◆ **Goal of the exercise**: All of the entries are to be written out again verbatim.

Start of Data excerpts

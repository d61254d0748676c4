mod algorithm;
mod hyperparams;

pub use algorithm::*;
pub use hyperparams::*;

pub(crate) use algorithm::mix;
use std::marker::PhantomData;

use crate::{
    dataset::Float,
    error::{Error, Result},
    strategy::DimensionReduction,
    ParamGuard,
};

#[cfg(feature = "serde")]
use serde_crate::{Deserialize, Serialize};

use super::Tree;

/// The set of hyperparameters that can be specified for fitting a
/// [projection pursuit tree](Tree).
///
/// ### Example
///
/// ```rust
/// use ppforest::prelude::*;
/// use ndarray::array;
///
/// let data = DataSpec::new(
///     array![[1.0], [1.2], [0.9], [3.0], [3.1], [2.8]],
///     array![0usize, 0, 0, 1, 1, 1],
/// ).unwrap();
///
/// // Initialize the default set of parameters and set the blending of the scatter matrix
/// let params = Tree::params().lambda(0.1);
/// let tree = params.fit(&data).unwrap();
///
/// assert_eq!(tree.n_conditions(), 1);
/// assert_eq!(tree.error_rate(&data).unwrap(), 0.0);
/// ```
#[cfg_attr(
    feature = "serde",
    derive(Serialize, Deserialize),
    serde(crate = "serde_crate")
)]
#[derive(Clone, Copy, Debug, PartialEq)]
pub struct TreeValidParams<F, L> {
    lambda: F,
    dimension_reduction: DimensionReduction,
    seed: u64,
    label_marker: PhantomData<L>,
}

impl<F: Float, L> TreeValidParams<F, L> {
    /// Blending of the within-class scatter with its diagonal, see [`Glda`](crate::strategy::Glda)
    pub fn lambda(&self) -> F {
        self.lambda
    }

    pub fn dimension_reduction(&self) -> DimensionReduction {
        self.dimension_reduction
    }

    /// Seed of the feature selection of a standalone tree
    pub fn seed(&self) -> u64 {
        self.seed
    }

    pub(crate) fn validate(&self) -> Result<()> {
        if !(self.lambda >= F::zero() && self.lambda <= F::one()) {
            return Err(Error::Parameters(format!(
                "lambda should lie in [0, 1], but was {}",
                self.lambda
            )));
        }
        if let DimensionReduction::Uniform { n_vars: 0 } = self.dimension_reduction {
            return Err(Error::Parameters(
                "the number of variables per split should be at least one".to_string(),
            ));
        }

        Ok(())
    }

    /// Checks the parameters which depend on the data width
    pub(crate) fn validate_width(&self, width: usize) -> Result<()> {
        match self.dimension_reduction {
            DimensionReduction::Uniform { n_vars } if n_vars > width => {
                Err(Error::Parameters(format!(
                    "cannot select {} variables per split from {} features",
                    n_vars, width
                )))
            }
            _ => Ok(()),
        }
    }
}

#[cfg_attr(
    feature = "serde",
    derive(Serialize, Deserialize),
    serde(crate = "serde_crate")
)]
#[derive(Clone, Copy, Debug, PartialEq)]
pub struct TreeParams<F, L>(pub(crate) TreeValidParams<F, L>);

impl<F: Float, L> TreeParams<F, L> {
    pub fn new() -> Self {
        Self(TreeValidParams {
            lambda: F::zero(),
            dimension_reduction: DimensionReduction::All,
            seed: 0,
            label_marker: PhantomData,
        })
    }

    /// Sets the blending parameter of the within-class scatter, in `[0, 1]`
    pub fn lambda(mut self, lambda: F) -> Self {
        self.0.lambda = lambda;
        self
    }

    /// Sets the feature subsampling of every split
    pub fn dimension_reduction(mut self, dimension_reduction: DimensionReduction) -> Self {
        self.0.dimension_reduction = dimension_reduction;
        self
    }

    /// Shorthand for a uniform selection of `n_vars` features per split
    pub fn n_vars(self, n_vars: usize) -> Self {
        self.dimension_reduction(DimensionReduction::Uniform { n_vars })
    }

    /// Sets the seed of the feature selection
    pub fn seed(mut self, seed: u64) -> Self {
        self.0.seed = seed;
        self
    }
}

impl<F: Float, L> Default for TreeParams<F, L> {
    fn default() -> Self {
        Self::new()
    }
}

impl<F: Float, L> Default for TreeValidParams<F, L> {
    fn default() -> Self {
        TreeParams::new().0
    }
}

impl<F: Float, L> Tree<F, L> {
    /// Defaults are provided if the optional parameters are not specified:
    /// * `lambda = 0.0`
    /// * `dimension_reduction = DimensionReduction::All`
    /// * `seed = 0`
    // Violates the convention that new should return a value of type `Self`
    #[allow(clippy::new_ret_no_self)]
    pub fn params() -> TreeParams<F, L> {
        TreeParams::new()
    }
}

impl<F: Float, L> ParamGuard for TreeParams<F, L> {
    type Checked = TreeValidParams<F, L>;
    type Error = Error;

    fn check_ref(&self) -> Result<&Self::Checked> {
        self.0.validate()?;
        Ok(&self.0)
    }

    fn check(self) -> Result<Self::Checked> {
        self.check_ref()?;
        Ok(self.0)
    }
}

End of Data excerpts

◆ **The answer**:
repository d61254d0748676c4
mod algorithm;
mod hyperparams;

pub use algorithm::*;
pub use hyperparams::*;

pub(crate) use algorithm::mix;
use std::marker::PhantomData;

use crate::{
    dataset::Float,
    error::{Error, Result},
    strategy::DimensionReduction,
    ParamGuard,
};

#[cfg(feature = "serde")]
use serde_crate::{Deserialize, Serialize};

use super::Tree;

/// The set of hyperparameters that can be specified for fitting a
/// [projection pursuit tree](Tree).
///
/// ### Example
///
/// ```rust
/// use ppforest::prelude::*;
/// use ndarray::array;
///
/// let data = DataSpec::new(
///     array![[1.0], [1.2], [0.9], [3.0], [3.1], [2.8]],
///     array![0usize, 0, 0, 1, 1, 1],
/// ).unwrap();
///
/// // Initialize the default set of parameters and set the blending of the scatter matrix
/// let params = Tree::params().lambda(0.1);
/// let tree = params.fit(&data).unwrap();
///
/// assert_eq!(tree.n_conditions(), 1);
/// assert_eq!(tree.error_rate(&data).unwrap(), 0.0);
/// ```
#[cfg_attr(
    feature = "serde",
    derive(Serialize, Deserialize),
    serde(crate = "serde_crate")
)]
#[derive(Clone, Copy, Debug, PartialEq)]
pub struct TreeValidParams<F, L> {
    lambda: F,
    dimension_reduction: DimensionReduction,
    seed: u64,
    label_marker: PhantomData<L>,
}

impl<F: Float, L> TreeValidParams<F, L> {
    /// Blending of the within-class scatter with its diagonal, see [`Glda`](crate::strategy::Glda)
    pub fn lambda(&self) -> F {
        self.lambda
    }

    pub fn dimension_reduction(&self) -> DimensionReduction {
        self.dimension_reduction
    }

    /// Seed of the feature selection of a standalone tree
    pub fn seed(&self) -> u64 {
        self.seed
    }

    pub(crate) fn validate(&self) -> Result<()> {
        if !(self.lambda >= F::zero() && self.lambda <= F::one()) {
            return Err(Error::Parameters(format!(
                "lambda should lie in [0, 1], but was {}",
                self.lambda
            )));
        }
        if let DimensionReduction::Uniform { n_vars: 0 } = self.dimension_reduction {
            return Err(Error::Parameters(
                "the number of variables per split should be at least one".to_string(),
            ));
        }

        Ok(())
    }

    /// Checks the parameters which depend on the data width
    pub(crate) fn validate_width(&self, width: usize) -> Result<()> {
        match self.dimension_reduction {
            DimensionReduction::Uniform { n_vars } if n_vars > width => {
                Err(Error::Parameters(format!(
                    "cannot select {} variables per split from {} features",
                    n_vars, width
                )))
            }
            _ => Ok(()),
        }
    }
}

#[cfg_attr(
    feature = "serde",
    derive(Serialize, Deserialize),
    serde(crate = "serde_crate")
)]
#[derive(Clone, Copy, Debug, PartialEq)]
pub struct TreeParams<F, L>(pub(crate) TreeValidParams<F, L>);

impl<F: Float, L> TreeParams<F, L> {
    pub fn new() -> Self {
        Self(TreeValidParams {
            lambda: F::zero(),
            dimension_reduction: DimensionReduction::All,
            seed: 0,
            label_marker: PhantomData,
        })
    }

    /// Sets the blending parameter of the within-class scatter, in `[0, 1]`
    pub fn lambda(mut self, lambda: F) -> Self {
        self.0.lambda = lambda;
        self
    }

    /// Sets the feature subsampling of every split
    pub fn dimension_reduction(mut self, dimension_reduction: DimensionReduction) -> Self {
        self.0.dimension_reduction = dimension_reduction;
        self
    }

    /// Shorthand for a uniform selection of `n_vars` features per split
    pub fn n_vars(self, n_vars: usize) -> Self {
        self.dimension_reduction(DimensionReduction::Uniform { n_vars })
    }

    /// Sets the seed of the feature selection
    pub fn seed(mut self, seed: u64) -> Self {
        self.0.seed = seed;
        self
    }
}

impl<F: Float, L> Default for TreeParams<F, L> {
    fn default() -> Self {
        Self::new()
    }
}

impl<F: Float, L> Default for TreeValidParams<F, L> {
    fn default() -> Self {
        TreeParams::new().0
    }
}

impl<F: Float, L> Tree<F, L> {
    /// Defaults are provided if the optional parameters are not specified:
    /// * `lambda = 0.0`
    /// * `dimension_reduction = DimensionReduction::All`
    /// * `seed = 0`
    // Violates the convention that new should return a value of type `Self`
    #[allow(clippy::new_ret_no_self)]
    pub fn params() -> TreeParams<F, L> {
        TreeParams::new()
    }
}

impl<F: Float, L> ParamGuard for TreeParams<F, L> {
    type Checked = TreeValidParams<F, L>;
    type Error = Error;

    fn check_ref(&self) -> Result<&Self::Checked> {
        self.0.validate()?;
        Ok(&self.0)
    }

    fn check(self) -> Result<Self::Checked> {
        self.check_ref()?;
        Ok(self.0)
    }
}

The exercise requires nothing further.